Dynamic Secrets for Azure Resources with Vault

Question

Pulumi · Accepted Answer

Dynamic Secrets are a way to provide on-demand, short-lived access tokens or credentials to access various resources. The concept is valuable in cloud services where the principle of least privilege and short-lived credentials can help secure resources. Vault by HashiCorp is a tool that can be used to manage these secrets and tightly control access to tokens, passwords, certificates, API keys, and other secrets in modern computing.

To integrate Azure resources with Vault to use dynamic secrets, you implement several components:

Vault Server: You deploy Vault server(s), which manage secrets.
Azure Secrets Engine: Configure Vault with the Azure secrets engine, which will enable managing dynamic access to your Azure resources.
Policies: Establish Vault policies to govern who can obtain the secrets and under what conditions.

In the context of Pulumi, the setup would generally involve configuring Azure resources in such a way that Vault can interact with them. This could mean creating service principals, setting appropriate permissions, and managing the lifecycle of these entities.

Here's a high-level Pulumi program outline that would prepare Azure resources for dynamic secrets usage with Vault. The actual Vault configuration part is out of the scope of Pulumi and would be done directly through the Vault CLI or API.

Please note that this is a complex setup and requires careful consideration of security implications. Always ensure you understand the permissions and access levels you're granting.

import pulumi
import pulumi_azure_native as azure_native

# Create an Azure Resource Group to contain all the resources
resource_group = azure_native.resources.ResourceGroup("resource_group")

# Create an Azure AD Application for Vault
vault_app = azure_native.authorization.Application("vaultApp",
    display_name="Vault")

# Create a Service Principal for the Azure AD Application
vault_sp = azure_native.authorization.ServicePrincipal("vaultSp",
    application_id=vault_app.application_id)

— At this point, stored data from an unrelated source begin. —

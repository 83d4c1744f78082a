//! Tracing subscriber setup.

use crate::config::LogFormat;
use tracing_subscriber::{
    EnvFilter,
    layer::SubscriberExt,
    util::{SubscriberInitExt, TryInitError},
};

/// Filter used when `RUST_LOG` is unset or invalid.
pub const DEFAULT_FILTER: &str = "taskboard=debug,tower_http=debug";

/// Installs the global subscriber.
///
/// # Errors
///
/// Returns [`TryInitError`] when a global subscriber is already installed.
pub fn init(format: LogFormat) -> Result<(), TryInitError> {
    let filter =
        EnvFilter::try_from_default_env().unwrap_or_else(|_| EnvFilter::new(DEFAULT_FILTER));
    let registry = tracing_subscriber::registry().with(filter);
    match format {
        LogFormat::Text => registry.with(tracing_subscriber::fmt::layer()).try_init(),
        LogFormat::Json => registry
            .with(tracing_subscriber::fmt::layer().json())
            .try_init(),
    }
}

# Create a Service Principal Password
vault_sp_password = azure_native.authorization.ServicePrincipalPassword("vaultSpPassword",
    service_principal_id=vault_sp.id,
    end_date="2299-12-31T00:00:00Z") # Long-lived for the example, but consider a more appropriate end date

# Assign the Service Principal appropriate permissions on the Resource Group
# The specific role definition depends on the level of access required by Vault
role_assignment = azure_native.authorization.RoleAssignment("roleAssignment",
    scope=resource_group.id,
    principal_id=vault_sp.id,
    role_definition_id="/providers/Microsoft.Authorization/roleDefinitions/<role-definition-id-goes-here>"
    # Replace "<role-definition-id-goes-here>" with the actual ID of the role
    # definition that matches the permissions you wish to grant to Vault.
)

# Export the Service Principal ID and Password (Secret) for Vault Configuration
pulumi.export("vaultAppId", vault_app.application_id)
pulumi.export("vaultSpId", vault_sp.id)
pulumi.export("vaultSpPassword", vault_sp_password.value.apply(lambda pwd: pulumi.Output.secret(pwd)))

Here's what the code does, step by step:

It defines a new resource group in Azure to hold all resources.
It creates an Azure Active Directory application representing the Vault server.
It creates a service principal for the Vault AD application, which Vault will use to authenticate with Azure.
It creates a password for the service principal. The password is essential for Vault to log in as the service principal.
It assigns the service principal a particular role on the resource group. The role definition ID should correspond to the permissions Vault needs to manage resources effectively.
It finally exports the application ID, service principal ID, and service principal password. These will be necessary when configuring Vault with Azure.

Remember:

For the role definition ID, you will need to insert the proper Azure role definition ID that provides the appropriate level of access for Vault.
The Service Principal Password is sensitive information and should be treated as a secret. In Pulumi, we mark it as secret so it will be encrypted in the state file and not be displayed in plaintext in outputs.
You will still need to configure Vault with these Azure credentials and set up the Azure secrets engine within Vault outside of the Pulumi context.

Please ensure that you replace the placeholder values and that the scope of permissions assigned to the service principal is in accordance with your organization's security policies.